WHAT TO WORK ON
Each line below that includes the word "broken" adds one to the count; give that count and nothing else.

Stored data

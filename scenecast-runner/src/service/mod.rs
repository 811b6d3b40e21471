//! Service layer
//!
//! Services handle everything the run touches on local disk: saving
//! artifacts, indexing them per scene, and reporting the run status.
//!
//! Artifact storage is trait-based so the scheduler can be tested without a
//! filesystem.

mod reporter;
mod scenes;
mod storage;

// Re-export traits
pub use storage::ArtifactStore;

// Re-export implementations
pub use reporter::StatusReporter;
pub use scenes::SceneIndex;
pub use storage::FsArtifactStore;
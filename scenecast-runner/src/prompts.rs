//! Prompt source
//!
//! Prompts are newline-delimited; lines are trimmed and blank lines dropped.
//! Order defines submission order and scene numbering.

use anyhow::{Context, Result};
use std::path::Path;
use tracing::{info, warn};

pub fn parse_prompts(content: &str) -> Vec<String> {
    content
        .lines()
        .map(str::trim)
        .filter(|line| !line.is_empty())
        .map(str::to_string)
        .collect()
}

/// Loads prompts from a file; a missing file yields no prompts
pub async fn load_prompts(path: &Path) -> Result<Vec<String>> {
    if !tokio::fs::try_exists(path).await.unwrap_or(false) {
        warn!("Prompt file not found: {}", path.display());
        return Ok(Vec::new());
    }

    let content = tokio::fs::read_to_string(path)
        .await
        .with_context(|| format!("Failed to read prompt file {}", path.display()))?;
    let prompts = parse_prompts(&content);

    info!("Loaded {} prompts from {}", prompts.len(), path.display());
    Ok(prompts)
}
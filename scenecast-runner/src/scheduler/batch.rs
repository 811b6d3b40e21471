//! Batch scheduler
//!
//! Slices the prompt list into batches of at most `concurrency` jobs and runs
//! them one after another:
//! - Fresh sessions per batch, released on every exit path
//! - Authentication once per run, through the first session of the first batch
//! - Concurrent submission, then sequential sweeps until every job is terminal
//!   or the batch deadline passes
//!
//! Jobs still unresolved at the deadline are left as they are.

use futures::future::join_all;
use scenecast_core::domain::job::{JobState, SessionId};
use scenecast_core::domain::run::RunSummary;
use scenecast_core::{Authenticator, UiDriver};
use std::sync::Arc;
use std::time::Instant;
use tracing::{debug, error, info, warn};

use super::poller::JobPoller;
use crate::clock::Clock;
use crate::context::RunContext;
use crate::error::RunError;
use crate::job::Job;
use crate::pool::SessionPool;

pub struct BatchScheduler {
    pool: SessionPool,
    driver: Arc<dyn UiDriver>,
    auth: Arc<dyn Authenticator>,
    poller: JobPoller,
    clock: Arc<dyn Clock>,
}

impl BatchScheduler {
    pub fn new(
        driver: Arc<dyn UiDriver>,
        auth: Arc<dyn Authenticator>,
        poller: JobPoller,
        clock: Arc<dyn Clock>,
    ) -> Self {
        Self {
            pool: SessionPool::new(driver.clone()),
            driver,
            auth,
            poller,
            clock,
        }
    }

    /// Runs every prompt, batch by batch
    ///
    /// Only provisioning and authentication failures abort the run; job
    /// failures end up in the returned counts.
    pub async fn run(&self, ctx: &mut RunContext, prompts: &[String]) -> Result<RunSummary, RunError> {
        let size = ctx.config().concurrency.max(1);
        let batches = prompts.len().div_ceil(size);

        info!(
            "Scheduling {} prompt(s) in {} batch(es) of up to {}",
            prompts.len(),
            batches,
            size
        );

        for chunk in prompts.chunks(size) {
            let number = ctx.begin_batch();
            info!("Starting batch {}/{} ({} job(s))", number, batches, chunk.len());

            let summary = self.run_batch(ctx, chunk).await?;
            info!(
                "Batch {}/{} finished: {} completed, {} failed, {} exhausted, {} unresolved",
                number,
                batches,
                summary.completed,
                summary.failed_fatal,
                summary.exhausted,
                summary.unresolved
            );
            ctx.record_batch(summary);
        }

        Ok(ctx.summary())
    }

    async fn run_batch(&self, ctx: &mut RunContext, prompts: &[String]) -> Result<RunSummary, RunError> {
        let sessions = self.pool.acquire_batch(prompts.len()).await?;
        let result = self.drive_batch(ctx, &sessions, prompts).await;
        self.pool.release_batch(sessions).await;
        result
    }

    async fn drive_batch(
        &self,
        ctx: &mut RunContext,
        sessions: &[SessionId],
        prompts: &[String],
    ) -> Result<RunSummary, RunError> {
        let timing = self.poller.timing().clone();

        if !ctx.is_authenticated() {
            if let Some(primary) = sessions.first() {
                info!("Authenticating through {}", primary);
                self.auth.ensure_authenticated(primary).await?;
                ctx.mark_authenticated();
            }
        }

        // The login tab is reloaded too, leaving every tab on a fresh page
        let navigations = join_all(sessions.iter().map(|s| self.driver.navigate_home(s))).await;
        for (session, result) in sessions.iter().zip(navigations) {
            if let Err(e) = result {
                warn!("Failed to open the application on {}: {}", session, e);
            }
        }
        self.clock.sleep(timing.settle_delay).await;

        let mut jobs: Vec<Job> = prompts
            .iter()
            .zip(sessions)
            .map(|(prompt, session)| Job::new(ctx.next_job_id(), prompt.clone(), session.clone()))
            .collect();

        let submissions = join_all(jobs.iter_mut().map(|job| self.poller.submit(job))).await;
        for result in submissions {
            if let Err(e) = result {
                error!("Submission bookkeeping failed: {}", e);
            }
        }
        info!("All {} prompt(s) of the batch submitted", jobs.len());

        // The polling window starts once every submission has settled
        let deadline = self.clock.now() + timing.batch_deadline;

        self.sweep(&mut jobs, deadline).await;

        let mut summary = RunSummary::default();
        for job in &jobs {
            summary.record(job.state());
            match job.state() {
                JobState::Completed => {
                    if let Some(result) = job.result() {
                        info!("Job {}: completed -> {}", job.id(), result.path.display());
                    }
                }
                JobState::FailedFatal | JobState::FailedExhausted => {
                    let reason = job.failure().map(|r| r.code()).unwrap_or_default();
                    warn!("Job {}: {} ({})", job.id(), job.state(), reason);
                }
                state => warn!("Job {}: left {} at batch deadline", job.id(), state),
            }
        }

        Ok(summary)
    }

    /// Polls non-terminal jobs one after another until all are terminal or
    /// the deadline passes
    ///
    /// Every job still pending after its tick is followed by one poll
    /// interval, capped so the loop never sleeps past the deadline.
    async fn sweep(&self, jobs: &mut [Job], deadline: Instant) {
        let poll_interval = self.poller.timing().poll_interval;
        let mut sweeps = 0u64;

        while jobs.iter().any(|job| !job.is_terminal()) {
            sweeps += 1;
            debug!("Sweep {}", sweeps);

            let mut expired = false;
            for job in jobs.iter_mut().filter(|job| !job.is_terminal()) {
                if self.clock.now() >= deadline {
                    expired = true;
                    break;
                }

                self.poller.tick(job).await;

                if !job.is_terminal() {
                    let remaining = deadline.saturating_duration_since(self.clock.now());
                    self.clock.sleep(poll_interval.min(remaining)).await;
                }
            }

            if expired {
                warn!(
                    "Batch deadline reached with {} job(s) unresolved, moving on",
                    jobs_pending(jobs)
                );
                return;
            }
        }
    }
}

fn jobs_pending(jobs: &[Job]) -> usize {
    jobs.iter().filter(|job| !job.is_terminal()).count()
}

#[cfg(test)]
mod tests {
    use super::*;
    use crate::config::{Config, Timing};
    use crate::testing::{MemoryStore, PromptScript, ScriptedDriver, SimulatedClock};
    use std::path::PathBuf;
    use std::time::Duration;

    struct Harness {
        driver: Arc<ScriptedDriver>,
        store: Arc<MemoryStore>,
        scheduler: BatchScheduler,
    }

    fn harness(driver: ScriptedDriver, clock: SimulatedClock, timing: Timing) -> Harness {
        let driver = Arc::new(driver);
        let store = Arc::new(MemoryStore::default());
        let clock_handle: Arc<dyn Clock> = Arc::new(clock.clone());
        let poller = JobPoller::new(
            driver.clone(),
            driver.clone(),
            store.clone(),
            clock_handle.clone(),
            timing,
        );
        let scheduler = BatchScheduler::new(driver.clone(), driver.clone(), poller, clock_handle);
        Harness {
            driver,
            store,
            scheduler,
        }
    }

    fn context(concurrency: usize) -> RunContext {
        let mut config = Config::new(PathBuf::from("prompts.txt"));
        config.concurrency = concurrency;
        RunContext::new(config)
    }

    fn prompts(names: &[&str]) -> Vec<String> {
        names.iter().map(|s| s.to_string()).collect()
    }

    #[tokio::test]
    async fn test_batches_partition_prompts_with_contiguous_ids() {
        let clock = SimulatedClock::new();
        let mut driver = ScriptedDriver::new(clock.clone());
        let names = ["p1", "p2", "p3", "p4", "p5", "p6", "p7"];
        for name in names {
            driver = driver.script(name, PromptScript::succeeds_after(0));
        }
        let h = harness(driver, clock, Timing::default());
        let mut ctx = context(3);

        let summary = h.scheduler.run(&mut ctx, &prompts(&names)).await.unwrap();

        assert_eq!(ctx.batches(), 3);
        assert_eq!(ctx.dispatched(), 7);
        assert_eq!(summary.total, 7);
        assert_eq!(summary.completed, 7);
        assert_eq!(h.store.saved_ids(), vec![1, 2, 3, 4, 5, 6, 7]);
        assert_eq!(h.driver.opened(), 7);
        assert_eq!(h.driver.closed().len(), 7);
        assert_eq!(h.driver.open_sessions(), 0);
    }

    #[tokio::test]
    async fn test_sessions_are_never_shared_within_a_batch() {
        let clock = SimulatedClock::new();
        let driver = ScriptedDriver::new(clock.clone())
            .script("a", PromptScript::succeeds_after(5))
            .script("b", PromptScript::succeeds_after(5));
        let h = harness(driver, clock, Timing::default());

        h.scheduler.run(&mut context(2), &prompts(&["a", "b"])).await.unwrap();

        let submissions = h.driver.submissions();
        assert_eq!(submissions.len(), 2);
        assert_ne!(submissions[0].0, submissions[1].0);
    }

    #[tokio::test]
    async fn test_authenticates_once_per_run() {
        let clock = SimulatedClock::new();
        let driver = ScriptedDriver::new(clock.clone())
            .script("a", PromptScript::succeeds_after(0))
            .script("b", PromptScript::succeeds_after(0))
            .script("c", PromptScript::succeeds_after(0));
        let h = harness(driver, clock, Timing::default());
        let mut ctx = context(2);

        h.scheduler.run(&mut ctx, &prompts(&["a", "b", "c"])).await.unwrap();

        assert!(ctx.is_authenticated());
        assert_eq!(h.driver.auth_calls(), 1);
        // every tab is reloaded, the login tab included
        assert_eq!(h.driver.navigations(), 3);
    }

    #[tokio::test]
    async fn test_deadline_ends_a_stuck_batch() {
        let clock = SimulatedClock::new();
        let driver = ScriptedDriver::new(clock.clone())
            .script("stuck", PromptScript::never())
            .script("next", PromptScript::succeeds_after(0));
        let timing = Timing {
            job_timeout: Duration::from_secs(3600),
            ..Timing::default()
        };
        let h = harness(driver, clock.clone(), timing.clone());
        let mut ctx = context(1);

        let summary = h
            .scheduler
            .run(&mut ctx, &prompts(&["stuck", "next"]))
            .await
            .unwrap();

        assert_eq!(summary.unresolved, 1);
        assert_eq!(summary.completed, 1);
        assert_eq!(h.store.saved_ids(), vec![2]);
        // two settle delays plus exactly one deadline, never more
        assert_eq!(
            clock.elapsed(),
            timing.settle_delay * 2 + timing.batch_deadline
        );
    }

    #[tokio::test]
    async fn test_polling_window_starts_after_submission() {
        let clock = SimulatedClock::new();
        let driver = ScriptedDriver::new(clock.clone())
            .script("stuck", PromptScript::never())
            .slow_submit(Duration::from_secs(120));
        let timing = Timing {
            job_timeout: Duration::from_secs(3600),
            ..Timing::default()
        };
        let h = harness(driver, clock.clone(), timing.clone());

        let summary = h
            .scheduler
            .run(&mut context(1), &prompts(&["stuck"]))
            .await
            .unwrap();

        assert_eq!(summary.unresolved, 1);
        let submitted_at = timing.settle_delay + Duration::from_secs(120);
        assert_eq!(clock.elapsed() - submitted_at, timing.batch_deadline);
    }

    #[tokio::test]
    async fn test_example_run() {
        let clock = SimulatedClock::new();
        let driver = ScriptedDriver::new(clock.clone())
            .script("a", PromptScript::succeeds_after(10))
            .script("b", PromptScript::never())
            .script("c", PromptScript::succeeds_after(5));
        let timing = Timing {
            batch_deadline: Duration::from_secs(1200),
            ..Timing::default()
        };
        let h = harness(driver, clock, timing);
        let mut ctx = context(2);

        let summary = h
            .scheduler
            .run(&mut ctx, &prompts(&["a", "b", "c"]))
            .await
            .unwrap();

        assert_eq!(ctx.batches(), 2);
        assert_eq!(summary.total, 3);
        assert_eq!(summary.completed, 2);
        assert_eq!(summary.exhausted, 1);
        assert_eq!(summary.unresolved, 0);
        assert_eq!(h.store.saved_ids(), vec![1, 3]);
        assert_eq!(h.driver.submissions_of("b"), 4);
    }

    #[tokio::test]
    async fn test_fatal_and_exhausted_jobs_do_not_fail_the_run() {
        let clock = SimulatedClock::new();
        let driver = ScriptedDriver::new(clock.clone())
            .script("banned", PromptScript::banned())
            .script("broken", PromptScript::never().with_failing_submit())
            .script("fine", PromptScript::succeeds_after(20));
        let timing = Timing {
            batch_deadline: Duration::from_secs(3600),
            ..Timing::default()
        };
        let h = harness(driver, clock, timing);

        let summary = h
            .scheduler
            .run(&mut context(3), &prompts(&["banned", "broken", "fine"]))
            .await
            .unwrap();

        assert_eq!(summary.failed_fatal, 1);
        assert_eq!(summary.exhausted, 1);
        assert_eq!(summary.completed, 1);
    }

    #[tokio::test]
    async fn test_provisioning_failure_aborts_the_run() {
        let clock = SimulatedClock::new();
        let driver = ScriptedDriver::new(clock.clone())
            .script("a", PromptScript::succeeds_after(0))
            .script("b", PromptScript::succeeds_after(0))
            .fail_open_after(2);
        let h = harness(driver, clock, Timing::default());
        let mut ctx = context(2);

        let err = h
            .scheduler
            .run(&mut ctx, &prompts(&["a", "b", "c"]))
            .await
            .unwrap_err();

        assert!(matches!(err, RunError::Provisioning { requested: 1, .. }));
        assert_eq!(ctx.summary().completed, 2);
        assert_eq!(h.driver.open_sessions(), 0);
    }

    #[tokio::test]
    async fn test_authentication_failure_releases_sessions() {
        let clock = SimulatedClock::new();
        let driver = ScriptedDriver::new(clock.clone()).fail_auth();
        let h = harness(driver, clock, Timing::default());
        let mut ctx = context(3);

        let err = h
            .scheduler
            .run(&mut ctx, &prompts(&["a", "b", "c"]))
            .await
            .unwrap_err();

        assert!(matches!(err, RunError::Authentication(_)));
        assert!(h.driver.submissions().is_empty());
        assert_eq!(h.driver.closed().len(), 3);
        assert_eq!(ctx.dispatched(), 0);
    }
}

RESPONSE
2